Lift every line from the entries that includes the word "Result".
---- Available data
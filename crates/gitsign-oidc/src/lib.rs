//! OpenID Connect identity provider for keyless git signing
//!
//! This crate handles identity token acquisition for the signer:
//! explicit tokens, ambient CI/CD credentials and the OAuth 2.0 device
//! authorization flow, which only needs a terminal to show the operator a
//! verification URL and code.

pub mod ambient;
pub mod error;
pub mod oauth;
pub mod token;

pub use ambient::{detect_environment, get_ambient_token, CiEnvironment, SIGSTORE_AUDIENCE};
pub use error::{Error, Result};
pub use oauth::{DeviceCodeResponse, OAuthClient, OAuthConfig};
pub use token::{Audience, IdentityToken, TokenClaims};

/// Parse an identity token from a JWT string
pub fn parse_identity_token(token: &str) -> Result<IdentityToken> {
    IdentityToken::from_jwt(token)
}
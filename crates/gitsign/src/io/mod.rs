//! Input/output plumbing for one invocation
//!
//! - [`Streams`]: stdin/stdout/stderr plus the terminal and log file
//! - [`TerminalDevice`]: where the interactive terminal lives
//! - [`SharedWriter`], [`Tee`]: cloneable sinks and the log tee

mod streams;
pub mod terminal;
pub mod writer;

pub use streams::{Streams, DEFAULT_LOG_FILTER};
pub use terminal::{TerminalBinding, TerminalDevice};
pub use writer::{LogFile, SharedWriter, Tee};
--------
Exercise answer:
pub use error::{Error, Result};
pub fn parse_identity_token(token: &str) -> Result<IdentityToken> {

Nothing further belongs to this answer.